[Collected data]
◆ ◆ ◆ ◆ ◆

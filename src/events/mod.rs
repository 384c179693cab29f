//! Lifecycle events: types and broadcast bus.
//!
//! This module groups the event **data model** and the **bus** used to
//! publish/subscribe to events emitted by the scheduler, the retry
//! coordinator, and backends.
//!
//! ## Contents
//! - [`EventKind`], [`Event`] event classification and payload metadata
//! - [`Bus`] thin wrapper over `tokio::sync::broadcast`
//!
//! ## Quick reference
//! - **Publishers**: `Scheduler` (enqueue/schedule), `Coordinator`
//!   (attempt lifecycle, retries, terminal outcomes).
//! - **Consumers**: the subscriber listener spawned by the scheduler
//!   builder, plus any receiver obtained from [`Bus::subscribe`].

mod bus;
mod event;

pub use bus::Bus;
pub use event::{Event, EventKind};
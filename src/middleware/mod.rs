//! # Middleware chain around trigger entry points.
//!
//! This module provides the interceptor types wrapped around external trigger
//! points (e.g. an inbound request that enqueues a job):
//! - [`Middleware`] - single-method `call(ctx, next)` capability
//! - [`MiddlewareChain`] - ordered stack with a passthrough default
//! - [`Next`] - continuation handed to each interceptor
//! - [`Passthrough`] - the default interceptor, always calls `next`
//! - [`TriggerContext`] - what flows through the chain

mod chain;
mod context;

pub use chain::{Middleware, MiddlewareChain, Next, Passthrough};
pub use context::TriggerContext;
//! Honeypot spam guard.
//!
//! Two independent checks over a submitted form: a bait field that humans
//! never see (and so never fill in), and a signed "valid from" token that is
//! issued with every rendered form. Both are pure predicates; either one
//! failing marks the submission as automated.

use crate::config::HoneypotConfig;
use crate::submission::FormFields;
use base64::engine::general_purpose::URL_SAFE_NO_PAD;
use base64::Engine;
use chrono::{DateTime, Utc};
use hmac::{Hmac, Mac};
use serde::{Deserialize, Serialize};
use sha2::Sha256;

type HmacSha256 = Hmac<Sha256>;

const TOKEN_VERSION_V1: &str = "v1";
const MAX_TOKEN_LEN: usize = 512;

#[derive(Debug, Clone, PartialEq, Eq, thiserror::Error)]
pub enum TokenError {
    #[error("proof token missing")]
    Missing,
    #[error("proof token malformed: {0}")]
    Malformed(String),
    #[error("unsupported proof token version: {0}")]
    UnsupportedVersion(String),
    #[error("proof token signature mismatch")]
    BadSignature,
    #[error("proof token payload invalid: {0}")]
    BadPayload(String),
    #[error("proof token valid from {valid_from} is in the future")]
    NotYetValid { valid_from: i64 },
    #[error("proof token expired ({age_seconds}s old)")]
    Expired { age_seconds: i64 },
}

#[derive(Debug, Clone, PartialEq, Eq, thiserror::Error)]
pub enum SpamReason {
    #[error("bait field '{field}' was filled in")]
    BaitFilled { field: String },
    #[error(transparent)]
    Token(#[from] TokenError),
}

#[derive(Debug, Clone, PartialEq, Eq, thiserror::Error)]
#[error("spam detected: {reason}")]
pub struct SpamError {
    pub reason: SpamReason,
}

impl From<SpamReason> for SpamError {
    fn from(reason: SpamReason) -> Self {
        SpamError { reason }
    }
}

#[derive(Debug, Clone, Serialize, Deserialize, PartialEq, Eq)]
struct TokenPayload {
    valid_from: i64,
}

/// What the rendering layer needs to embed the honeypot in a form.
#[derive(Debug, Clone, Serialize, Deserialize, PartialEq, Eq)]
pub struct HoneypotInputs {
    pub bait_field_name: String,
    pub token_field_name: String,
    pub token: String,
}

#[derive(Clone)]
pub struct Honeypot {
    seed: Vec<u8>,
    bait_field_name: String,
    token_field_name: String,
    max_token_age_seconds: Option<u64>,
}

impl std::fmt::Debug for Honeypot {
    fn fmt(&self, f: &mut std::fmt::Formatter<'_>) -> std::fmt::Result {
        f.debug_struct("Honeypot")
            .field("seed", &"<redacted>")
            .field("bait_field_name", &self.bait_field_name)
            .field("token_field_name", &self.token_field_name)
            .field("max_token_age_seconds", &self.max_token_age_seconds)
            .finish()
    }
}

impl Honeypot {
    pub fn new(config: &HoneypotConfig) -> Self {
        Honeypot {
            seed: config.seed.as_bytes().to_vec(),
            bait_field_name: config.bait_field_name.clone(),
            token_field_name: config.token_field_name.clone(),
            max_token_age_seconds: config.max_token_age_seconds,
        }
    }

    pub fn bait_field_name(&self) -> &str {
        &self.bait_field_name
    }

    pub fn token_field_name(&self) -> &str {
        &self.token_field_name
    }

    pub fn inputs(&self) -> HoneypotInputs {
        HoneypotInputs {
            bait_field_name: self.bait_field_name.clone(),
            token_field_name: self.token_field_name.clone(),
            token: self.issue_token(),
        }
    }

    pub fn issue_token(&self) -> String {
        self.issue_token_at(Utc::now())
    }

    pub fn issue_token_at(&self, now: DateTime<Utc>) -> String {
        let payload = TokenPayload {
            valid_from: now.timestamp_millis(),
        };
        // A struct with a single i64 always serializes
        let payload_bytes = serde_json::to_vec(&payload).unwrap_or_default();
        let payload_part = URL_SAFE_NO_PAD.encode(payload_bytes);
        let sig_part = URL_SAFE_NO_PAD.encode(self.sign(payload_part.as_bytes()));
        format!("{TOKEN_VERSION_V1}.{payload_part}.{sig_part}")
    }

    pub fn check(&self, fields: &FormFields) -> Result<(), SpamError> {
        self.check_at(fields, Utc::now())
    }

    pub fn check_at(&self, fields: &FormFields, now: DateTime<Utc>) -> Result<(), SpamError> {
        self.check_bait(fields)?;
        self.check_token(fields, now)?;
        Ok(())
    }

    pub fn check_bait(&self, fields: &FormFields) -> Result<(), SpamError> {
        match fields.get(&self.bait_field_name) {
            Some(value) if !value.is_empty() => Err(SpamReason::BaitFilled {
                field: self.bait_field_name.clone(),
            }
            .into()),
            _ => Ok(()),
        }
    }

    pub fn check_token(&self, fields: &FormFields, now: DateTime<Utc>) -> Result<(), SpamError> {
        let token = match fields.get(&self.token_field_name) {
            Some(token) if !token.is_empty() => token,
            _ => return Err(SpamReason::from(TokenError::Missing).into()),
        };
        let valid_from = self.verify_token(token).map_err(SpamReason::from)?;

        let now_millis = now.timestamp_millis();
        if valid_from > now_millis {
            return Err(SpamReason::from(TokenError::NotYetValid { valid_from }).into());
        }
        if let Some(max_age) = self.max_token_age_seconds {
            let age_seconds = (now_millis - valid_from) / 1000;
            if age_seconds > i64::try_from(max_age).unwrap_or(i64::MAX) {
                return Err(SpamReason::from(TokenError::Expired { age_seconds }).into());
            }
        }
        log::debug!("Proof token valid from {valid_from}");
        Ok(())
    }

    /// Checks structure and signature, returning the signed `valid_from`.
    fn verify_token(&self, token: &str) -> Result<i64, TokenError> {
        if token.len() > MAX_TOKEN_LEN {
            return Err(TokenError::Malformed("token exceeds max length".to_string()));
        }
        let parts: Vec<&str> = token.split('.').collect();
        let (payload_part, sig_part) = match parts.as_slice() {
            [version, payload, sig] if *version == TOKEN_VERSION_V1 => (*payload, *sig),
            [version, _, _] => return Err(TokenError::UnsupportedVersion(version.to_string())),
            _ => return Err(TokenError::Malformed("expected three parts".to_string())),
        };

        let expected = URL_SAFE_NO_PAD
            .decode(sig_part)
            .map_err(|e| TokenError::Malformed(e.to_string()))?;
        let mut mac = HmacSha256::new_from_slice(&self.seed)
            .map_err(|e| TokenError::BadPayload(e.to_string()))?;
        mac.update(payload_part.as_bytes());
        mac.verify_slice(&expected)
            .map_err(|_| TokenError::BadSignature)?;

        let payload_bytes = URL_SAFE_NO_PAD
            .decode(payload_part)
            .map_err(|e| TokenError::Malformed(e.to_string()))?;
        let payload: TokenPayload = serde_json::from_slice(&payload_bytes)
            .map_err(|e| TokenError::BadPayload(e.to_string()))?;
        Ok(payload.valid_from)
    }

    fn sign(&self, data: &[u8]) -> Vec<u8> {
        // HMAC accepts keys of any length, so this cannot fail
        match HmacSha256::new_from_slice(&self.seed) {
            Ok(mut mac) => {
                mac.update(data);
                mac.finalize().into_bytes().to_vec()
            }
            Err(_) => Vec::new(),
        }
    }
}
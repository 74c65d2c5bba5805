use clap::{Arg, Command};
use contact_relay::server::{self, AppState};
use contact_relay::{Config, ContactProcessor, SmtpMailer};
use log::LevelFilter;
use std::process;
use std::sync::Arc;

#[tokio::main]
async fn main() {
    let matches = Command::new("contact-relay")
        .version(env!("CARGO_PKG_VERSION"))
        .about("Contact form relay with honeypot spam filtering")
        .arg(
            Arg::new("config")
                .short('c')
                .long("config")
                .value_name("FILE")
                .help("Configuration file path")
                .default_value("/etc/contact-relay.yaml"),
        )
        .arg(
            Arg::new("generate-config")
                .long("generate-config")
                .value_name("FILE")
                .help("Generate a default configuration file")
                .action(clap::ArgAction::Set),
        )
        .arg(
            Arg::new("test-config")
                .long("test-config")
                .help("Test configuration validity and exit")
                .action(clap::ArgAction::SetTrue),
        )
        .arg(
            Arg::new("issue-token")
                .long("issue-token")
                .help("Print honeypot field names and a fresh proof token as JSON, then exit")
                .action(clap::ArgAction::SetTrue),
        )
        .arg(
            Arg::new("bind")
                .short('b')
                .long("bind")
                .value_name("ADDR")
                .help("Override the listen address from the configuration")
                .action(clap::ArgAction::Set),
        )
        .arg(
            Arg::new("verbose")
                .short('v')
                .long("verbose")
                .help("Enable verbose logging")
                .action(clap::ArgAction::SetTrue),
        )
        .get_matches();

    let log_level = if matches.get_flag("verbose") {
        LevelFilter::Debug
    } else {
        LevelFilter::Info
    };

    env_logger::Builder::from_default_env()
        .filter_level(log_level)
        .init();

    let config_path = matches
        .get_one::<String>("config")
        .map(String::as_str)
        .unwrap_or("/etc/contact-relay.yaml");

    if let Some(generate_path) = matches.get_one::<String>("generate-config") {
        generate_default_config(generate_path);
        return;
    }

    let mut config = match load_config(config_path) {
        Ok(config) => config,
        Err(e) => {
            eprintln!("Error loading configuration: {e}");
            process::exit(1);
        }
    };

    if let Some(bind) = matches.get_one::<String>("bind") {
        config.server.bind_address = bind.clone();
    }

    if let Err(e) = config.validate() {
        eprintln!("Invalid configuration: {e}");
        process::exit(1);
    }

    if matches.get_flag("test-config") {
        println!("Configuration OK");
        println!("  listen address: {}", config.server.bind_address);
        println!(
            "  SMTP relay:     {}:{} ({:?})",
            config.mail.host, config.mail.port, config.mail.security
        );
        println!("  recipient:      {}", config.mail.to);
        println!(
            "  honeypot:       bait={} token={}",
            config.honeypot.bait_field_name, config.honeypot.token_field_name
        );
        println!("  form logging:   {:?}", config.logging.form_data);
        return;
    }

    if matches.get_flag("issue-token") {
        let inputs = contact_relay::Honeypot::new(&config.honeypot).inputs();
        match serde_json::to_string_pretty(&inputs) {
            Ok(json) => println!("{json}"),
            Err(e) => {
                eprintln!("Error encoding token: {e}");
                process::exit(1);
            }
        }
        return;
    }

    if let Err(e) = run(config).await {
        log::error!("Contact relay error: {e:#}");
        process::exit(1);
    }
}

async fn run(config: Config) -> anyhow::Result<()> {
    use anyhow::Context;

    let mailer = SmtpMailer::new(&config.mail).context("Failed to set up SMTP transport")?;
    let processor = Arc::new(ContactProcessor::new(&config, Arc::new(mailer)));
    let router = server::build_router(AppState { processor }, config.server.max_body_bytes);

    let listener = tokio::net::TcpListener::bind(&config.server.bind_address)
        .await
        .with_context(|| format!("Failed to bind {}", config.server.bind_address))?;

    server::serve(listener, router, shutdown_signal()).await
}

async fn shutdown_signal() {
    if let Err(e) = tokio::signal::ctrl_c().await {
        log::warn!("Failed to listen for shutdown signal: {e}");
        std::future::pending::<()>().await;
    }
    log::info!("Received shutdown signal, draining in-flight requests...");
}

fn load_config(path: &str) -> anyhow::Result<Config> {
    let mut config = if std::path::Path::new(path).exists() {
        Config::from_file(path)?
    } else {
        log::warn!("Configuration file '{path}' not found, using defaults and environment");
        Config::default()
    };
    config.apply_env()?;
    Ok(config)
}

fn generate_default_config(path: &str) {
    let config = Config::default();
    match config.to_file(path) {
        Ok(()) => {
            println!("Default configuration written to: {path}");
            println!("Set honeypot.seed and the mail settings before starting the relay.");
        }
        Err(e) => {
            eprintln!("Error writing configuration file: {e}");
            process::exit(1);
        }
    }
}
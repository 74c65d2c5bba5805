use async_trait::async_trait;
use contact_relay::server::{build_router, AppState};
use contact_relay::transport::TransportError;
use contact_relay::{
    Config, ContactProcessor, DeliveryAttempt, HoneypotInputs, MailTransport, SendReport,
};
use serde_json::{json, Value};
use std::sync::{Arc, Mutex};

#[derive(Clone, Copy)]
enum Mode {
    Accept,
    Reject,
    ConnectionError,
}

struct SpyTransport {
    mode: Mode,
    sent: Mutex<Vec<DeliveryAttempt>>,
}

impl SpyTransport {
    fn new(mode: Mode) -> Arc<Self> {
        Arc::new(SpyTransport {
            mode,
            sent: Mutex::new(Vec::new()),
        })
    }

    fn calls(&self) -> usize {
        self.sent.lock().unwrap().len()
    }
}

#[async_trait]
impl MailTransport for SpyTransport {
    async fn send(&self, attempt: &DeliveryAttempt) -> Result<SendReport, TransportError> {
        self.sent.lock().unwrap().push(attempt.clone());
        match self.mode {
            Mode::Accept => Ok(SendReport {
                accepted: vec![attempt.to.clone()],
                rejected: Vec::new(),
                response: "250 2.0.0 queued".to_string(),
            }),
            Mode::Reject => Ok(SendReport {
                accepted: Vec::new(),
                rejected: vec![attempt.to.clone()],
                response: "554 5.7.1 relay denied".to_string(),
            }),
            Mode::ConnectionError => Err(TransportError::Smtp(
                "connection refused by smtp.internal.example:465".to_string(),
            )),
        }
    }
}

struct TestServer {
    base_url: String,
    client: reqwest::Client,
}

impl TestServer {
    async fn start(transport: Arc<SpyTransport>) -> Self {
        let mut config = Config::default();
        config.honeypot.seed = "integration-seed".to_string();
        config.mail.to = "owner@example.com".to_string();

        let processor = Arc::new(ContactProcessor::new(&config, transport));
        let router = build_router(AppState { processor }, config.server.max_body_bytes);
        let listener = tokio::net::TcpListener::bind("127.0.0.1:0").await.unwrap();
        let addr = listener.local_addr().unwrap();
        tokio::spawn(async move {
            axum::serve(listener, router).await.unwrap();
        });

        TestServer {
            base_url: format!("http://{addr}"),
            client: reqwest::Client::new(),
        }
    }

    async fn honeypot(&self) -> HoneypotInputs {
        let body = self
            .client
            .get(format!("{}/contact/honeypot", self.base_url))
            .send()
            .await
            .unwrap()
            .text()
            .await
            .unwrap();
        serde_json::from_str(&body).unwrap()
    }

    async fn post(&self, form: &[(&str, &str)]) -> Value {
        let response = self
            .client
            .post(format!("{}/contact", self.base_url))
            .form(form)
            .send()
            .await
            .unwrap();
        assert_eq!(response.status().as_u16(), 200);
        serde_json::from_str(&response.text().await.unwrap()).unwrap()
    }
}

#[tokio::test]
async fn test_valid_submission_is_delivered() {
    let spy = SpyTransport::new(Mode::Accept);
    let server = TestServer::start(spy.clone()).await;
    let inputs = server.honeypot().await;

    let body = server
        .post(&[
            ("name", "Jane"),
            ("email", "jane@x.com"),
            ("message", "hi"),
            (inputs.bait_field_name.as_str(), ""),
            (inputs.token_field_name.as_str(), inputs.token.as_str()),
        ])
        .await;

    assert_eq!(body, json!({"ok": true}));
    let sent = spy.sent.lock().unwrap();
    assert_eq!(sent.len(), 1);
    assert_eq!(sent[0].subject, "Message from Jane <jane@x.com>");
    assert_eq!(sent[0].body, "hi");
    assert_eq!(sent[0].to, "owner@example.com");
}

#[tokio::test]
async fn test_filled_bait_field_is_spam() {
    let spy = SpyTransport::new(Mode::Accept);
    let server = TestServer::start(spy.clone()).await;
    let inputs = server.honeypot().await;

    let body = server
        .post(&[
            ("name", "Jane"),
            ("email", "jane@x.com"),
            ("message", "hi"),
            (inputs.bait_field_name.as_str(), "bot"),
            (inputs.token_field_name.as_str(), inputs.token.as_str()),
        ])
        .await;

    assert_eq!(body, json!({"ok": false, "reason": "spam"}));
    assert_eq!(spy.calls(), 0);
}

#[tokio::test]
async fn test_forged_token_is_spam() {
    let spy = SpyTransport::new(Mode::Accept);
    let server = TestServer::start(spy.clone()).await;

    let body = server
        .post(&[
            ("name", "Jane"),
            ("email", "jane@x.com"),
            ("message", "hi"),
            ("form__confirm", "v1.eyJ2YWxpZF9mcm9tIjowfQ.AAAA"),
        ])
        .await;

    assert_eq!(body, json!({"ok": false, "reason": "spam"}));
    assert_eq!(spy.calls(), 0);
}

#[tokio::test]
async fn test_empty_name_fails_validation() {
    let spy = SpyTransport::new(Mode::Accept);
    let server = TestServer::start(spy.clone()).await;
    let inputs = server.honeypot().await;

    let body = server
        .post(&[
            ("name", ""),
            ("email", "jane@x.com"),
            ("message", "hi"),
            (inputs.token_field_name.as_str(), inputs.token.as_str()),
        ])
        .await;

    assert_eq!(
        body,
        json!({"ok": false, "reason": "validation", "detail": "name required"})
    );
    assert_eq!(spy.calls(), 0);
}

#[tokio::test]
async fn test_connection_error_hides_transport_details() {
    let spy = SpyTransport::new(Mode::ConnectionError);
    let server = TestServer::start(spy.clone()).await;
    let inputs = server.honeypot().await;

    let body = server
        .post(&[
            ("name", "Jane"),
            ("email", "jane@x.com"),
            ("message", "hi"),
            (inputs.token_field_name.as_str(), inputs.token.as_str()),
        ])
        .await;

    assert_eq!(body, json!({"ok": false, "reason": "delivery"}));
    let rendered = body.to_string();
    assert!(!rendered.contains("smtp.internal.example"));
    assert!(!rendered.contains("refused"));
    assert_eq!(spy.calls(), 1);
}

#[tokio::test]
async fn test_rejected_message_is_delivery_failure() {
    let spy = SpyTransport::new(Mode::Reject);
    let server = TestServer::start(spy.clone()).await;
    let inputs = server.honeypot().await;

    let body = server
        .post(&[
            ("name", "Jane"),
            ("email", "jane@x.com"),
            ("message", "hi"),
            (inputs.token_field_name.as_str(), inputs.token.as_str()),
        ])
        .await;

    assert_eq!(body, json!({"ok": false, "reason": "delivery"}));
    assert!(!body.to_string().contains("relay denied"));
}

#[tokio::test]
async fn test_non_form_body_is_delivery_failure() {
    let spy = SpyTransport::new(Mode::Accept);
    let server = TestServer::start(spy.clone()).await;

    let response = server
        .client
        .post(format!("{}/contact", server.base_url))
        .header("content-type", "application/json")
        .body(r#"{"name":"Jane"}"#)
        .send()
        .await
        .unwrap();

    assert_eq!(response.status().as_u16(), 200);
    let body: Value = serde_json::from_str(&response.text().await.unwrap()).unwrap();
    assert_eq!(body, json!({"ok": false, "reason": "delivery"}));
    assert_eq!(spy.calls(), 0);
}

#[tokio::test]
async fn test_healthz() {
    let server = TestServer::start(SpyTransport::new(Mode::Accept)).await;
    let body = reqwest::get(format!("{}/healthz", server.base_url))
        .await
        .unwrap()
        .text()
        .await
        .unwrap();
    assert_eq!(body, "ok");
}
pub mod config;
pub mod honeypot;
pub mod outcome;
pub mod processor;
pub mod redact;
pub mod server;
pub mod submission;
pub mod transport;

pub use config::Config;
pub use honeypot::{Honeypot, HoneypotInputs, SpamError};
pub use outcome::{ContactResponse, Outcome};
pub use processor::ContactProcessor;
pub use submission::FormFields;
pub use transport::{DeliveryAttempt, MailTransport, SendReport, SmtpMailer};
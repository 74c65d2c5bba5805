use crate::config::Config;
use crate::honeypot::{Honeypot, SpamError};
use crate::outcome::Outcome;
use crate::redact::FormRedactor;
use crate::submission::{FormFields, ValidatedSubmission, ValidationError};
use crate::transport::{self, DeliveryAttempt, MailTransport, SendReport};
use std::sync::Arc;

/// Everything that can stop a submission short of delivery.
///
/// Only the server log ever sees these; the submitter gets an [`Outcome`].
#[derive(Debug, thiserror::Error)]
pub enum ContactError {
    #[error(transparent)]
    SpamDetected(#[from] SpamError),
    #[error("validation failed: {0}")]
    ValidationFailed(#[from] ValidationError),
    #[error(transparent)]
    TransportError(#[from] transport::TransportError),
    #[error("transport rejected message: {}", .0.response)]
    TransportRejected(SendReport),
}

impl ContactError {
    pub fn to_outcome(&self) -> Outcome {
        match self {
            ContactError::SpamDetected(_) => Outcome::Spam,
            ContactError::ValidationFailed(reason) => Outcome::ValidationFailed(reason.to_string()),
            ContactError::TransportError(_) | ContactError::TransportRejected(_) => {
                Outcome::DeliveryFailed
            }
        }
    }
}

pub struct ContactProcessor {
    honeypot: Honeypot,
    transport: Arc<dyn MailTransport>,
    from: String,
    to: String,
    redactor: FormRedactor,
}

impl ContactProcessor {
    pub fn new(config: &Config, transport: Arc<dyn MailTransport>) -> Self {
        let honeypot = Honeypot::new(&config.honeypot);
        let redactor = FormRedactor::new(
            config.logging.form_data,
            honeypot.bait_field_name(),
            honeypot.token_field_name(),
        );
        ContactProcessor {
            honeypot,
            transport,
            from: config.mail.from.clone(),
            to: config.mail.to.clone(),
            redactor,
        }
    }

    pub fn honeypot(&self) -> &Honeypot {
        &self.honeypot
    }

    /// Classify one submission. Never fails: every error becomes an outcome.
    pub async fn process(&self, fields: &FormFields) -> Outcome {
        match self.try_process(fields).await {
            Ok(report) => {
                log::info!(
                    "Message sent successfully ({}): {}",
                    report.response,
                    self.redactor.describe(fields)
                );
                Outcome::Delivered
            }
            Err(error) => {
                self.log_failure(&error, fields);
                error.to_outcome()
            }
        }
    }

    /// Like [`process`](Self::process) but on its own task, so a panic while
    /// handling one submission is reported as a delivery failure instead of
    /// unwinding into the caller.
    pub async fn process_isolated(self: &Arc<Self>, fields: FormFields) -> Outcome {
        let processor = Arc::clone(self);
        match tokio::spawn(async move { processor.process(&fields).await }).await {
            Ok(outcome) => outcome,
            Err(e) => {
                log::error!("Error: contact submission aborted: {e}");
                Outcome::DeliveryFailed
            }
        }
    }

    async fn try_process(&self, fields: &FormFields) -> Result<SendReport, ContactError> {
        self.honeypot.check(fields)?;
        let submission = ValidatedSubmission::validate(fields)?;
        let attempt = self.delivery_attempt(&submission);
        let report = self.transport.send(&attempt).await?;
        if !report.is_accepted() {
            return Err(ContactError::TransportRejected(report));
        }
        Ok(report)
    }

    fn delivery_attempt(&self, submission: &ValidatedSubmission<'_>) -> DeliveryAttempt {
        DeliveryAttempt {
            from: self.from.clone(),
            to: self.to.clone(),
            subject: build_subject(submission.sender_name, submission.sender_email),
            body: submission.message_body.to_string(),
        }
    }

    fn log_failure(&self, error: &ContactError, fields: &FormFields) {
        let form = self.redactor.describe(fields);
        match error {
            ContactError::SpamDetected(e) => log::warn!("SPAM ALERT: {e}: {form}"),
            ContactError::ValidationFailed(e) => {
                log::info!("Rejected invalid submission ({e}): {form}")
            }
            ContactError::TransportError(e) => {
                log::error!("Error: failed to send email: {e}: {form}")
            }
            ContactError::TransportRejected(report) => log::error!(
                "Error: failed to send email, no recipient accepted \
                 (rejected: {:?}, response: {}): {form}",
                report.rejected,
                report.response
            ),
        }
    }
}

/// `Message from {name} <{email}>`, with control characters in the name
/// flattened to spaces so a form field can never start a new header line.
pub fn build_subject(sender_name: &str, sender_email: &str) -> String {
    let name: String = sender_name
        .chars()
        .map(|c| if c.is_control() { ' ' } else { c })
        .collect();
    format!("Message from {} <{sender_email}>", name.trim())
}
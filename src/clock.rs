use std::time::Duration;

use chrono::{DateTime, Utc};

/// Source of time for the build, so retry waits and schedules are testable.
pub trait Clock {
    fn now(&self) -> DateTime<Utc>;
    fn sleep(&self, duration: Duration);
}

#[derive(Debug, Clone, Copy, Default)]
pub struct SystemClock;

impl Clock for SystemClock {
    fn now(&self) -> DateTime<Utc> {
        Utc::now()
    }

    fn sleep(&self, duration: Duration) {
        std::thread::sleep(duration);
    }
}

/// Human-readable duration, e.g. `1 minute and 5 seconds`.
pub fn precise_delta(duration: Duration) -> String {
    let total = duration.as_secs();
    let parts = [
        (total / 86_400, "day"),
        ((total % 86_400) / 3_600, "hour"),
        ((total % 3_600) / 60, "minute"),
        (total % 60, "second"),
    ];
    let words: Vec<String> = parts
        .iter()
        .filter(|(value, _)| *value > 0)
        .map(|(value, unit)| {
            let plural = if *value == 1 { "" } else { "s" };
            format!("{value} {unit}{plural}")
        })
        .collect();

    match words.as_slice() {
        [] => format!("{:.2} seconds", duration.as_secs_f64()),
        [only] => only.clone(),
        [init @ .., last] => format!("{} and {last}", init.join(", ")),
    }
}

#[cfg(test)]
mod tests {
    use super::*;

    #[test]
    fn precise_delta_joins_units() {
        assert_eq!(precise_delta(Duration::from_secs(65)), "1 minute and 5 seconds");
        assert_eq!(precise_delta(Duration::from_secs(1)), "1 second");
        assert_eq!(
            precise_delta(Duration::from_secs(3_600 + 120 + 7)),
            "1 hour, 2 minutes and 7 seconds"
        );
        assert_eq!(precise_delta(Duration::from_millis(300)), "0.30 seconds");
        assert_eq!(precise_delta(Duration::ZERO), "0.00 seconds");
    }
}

◆ ◆ ◆ ◆ ◆

> ACTIVITY: Return exactly what appears above, from the first line of the entries to the line with "and payload metadata", inclusive.

> REPLY TO THE EXERCISE:
filename src/events/mod.rs
repository 384c179693cab29f
//! Lifecycle events: types and broadcast bus.
//!
//! This module groups the event **data model** and the **bus** used to
//! publish/subscribe to events emitted by the scheduler, the retry
//! coordinator, and backends.
//!
//! ## Contents
//! - [`EventKind`], [`Event`] event classification and payload metadata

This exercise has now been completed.